Il n’est que juste d’ajouter qu’Archer était aussi laborieux à sa façon que Herne à la sienne. Comme ils étaient les deux troubadours, il leur arrivait souvent d’étudier côte à côte.

— Il me semble, dit un jour Julian Archer, en rejetant le manuscrit avec lequel il venait de se rafraîchir la mémoire, que pour un amoureux ce gaillard de Blondel est un peu transi. Si c’était moi, j’y mettrais un peu plus de passion.

— Il y avait certainement quelque chose d’abstrait et d’artificiel dans toute cette étiquette provençale, approuva le Second Troubadour.

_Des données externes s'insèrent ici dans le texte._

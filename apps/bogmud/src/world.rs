//! The world registry: the room graph, each room's enemy roster, and the
//! roster of connected players.
//!
//! Topology is immutable after [`World::from_yaml`]; everything that mutates
//! at runtime (enemy health/engagement, player room/engagement/health) is
//! reached through this module only.
//!
//! Lock discipline: the client roster lock may be held while taking a room's
//! enemy lock, never the reverse, and no lock is held across a socket write.
//! Engagement setup runs entirely under both locks, so two players going
//! after the same enemy race to exactly one winner.

use std::collections::BTreeMap;
use std::collections::HashMap;
use std::sync::atomic::AtomicU64;
use std::sync::atomic::Ordering;

use anyhow::Context;
use anyhow::bail;
use serde::Deserialize;
use tokio::sync::Mutex;
use tokio::sync::mpsc;
use tokio::sync::watch;
use tracing::debug;

use crate::command::Command;
use crate::command::Direction;

pub type ClientId = u64;
pub type RoomId = usize;

const ATTACK_DAMAGE: i32 = 10;
const RETALIATION_DAMAGE: i32 = 5;

const START_HEALTH: i32 = 100;
const START_MANA: i32 = 30;

/// Every fresh character carries the same kit.
const STARTING_KIT: [&str; 2] = ["practice sword", "waterskin"];

/// Non-owning reference to an enemy: room index plus slot in that room's
/// enemy list. Slots are stable because enemies are never removed, only
/// health-reset.
#[derive(Debug, Clone, Copy, PartialEq, Eq)]
pub struct EnemyRef {
    pub room: RoomId,
    pub slot: usize,
}

#[derive(Debug)]
pub struct Enemy {
    pub name: String,
    pub health: i32,
    pub max_health: i32,
    pub fighting: Option<ClientId>,
}

#[derive(Debug)]
pub struct Room {
    pub name: String,
    pub description: String,
    pub exits: [Option<RoomId>; 4],
    /// The per-room lock: guards the enemy list and every enemy's
    /// engagement field.
    pub enemies: Mutex<Vec<Enemy>>,
}

#[derive(Debug)]
pub struct Client {
    pub name: String,
    pub room: RoomId,
    pub fighting: Option<EnemyRef>,
    pub health: i32,
    pub max_health: i32,
    pub mana: i32,
    pub max_mana: i32,
    pub carried: Vec<String>,
    pub worn: Vec<String>,
    tx: mpsc::Sender<String>,
    kick: watch::Sender<bool>,
}

impl Client {
    /// Queue one outbound message. On overflow the client is kicked rather
    /// than stalling the sender or reordering delivery.
    fn push(&self, msg: String) {
        use tokio::sync::mpsc::error::TrySendError;
        match self.tx.try_send(msg) {
            Ok(()) => {}
            Err(TrySendError::Full(_)) => {
                let _ = self.kick.send(true);
            }
            Err(TrySendError::Closed(_)) => {}
        }
    }
}

#[derive(Debug, Clone, Copy, PartialEq, Eq)]
pub enum EngageError {
    /// The issuer is already in a fight.
    AlreadyFighting,
    /// No living enemy by that name in the room.
    NotFound,
    /// Someone else got there first.
    AlreadyEngaged,
}

impl std::fmt::Display for EngageError {
    fn fmt(&self, f: &mut std::fmt::Formatter<'_>) -> std::fmt::Result {
        match self {
            EngageError::AlreadyFighting => write!(f, "already fighting"),
            EngageError::NotFound => write!(f, "no such enemy"),
            EngageError::AlreadyEngaged => write!(f, "enemy already engaged"),
        }
    }
}

#[derive(Debug, Clone, Copy, PartialEq, Eq)]
pub enum MoveError {
    /// Engaged players stay put.
    Blocked,
    NoExit,
}

impl std::fmt::Display for MoveError {
    fn fmt(&self, f: &mut std::fmt::Formatter<'_>) -> std::fmt::Result {
        match self {
            MoveError::Blocked => write!(f, "blocked by combat"),
            MoveError::NoExit => write!(f, "no exit that way"),
        }
    }
}

pub struct World {
    rooms: Vec<Room>,
    start_room: RoomId,
    // BTreeMap keyed by monotonic id: broadcasts and room listings walk
    // players in join order, deterministically.
    clients: Mutex<BTreeMap<ClientId, Client>>,
    next_client_id: AtomicU64,
}

// ---------------------------------------------------------------------------
// World build

#[derive(Debug, Deserialize)]
struct WorldFile {
    start_room: String,
    rooms: Vec<RoomFile>,
}

#[derive(Debug, Deserialize)]
struct RoomFile {
    id: String,
    name: String,
    desc: String,
    #[serde(default)]
    exits: Vec<ExitFile>,
    #[serde(default)]
    enemies: Vec<EnemyFile>,
}

#[derive(Debug, Deserialize)]
struct ExitFile {
    dir: String,
    to: String,
}

#[derive(Debug, Deserialize)]
struct EnemyFile {
    name: String,
    health: i32,
}

const WORLD_YAML: &str = include_str!("../world/rooms.yaml");

impl World {
    /// Load the compiled-in world file.
    pub fn load() -> anyhow::Result<Self> {
        Self::from_yaml(WORLD_YAML)
    }

    /// Build a world from a YAML description. Any inconsistency (unknown
    /// exit target, duplicate room id or exit direction, non-positive enemy
    /// health, missing start room) is fatal.
    pub fn from_yaml(s: &str) -> anyhow::Result<Self> {
        let wf: WorldFile = serde_yaml::from_str(s).context("parse world yaml")?;
        if wf.rooms.is_empty() {
            bail!("world has no rooms");
        }

        let mut ids: HashMap<String, RoomId> = HashMap::new();
        for (i, r) in wf.rooms.iter().enumerate() {
            if ids.insert(r.id.clone(), i).is_some() {
                bail!("duplicate room id: {}", r.id);
            }
        }
        let start_room = *ids
            .get(&wf.start_room)
            .with_context(|| format!("start room not defined: {}", wf.start_room))?;

        let mut rooms = Vec::with_capacity(wf.rooms.len());
        for r in wf.rooms {
            let mut exits: [Option<RoomId>; 4] = [None; 4];
            for ex in &r.exits {
                let dir = Direction::parse(&ex.dir)
                    .with_context(|| format!("room {}: bad exit direction {:?}", r.id, ex.dir))?;
                let to = *ids
                    .get(&ex.to)
                    .with_context(|| format!("room {}: exit to unknown room {:?}", r.id, ex.to))?;
                if exits[dir.idx()].replace(to).is_some() {
                    bail!("room {}: duplicate exit {}", r.id, dir.as_str());
                }
            }
            let mut enemies = Vec::with_capacity(r.enemies.len());
            for e in &r.enemies {
                if e.health <= 0 {
                    bail!("room {}: enemy {} has non-positive health", r.id, e.name);
                }
                enemies.push(Enemy {
                    name: e.name.clone(),
                    health: e.health,
                    max_health: e.health,
                    fighting: None,
                });
            }
            rooms.push(Room {
                name: r.name,
                description: r.desc,
                exits,
                enemies: Mutex::new(enemies),
            });
        }

        Ok(Self {
            rooms,
            start_room,
            clients: Mutex::new(BTreeMap::new()),
            next_client_id: AtomicU64::new(1),
        })
    }

    pub fn room_count(&self) -> usize {
        self.rooms.len()
    }
}

// ---------------------------------------------------------------------------
// Roster

impl World {
    /// Add a freshly handshaken player, placed in the start room. The new
    /// player is visible to broadcasts and to the ticker as soon as the
    /// roster lock is released.
    pub async fn register(
        &self,
        name: String,
        tx: mpsc::Sender<String>,
        kick: watch::Sender<bool>,
    ) -> ClientId {
        let id = self.next_client_id.fetch_add(1, Ordering::Relaxed);
        let client = Client {
            name,
            room: self.start_room,
            fighting: None,
            health: START_HEALTH,
            max_health: START_HEALTH,
            mana: START_MANA,
            max_mana: START_MANA,
            carried: STARTING_KIT.iter().map(|s| s.to_string()).collect(),
            worn: Vec::new(),
            tx,
            kick,
        };
        self.clients.lock().await.insert(id, client);
        id
    }

    /// Remove a player from the roster and release any engagement it held
    /// on both sides. Leaving the enemy marked as fighting a gone player
    /// would strand it alive-and-busy forever, ineligible for respawn.
    pub async fn remove_client(&self, id: ClientId) {
        let mut clients = self.clients.lock().await;
        let Some(client) = clients.remove(&id) else {
            return;
        };
        if let Some(er) = client.fighting {
            let mut enemies = self.rooms[er.room].enemies.lock().await;
            if let Some(enemy) = enemies.get_mut(er.slot) {
                if enemy.fighting == Some(id) {
                    enemy.fighting = None;
                }
            }
        }
    }

    pub async fn player_count(&self) -> usize {
        self.clients.lock().await.len()
    }

    /// Queue a message to one player. Quietly does nothing if the player is
    /// already gone.
    pub async fn send_to(&self, id: ClientId, msg: String) {
        let clients = self.clients.lock().await;
        if let Some(c) = clients.get(&id) {
            c.push(msg);
        }
    }

    /// Queue a message to every player in `room`, except `exclude`.
    pub async fn broadcast_room(&self, room: RoomId, exclude: Option<ClientId>, msg: &str) {
        let clients = self.clients.lock().await;
        for (&id, c) in clients.iter() {
            if c.room == room && Some(id) != exclude {
                c.push(msg.to_string());
            }
        }
    }

    /// Snapshot the stats the outbound flow needs to compose a prompt.
    /// `None` once the player has been deregistered.
    pub async fn prompt_stats(&self, id: ClientId) -> Option<bogtext::PromptStats> {
        let (health, max_health, mana, max_mana, fighting) = {
            let clients = self.clients.lock().await;
            let c = clients.get(&id)?;
            (c.health, c.max_health, c.mana, c.max_mana, c.fighting)
        };
        let enemy_pct = match fighting {
            Some(er) => {
                let enemies = self.rooms[er.room].enemies.lock().await;
                enemies
                    .get(er.slot)
                    .map(|e| (100 * e.health.max(0) / e.max_health) as u32)
            }
            None => None,
        };
        Some(bogtext::PromptStats {
            health,
            max_health,
            mana,
            max_mana,
            enemy_pct,
        })
    }
}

Les cours d’amour semblent avoir été pédantesques, presque chicanières. Quelquefois il était même indifférent que l’amoureux eût vu ou non sa Dame, comme dans le cas de Rudel et de la Princesse de Tripoli. D’autres fois il suffisait d’un salut de cour à la femme de votre Seigneur-lige, pour déclarer une adoration ouverte et admise. Mais je suppose qu’il y avait souvent aussi de vraies passions.

— Il y en a diablement peu dans Miss Ashley et son Troubadour, dit l’amateur désappointé. Rien que de l’amour platonique et autres sornettes. Je crois qu’il n’avait aucun désir de se marier.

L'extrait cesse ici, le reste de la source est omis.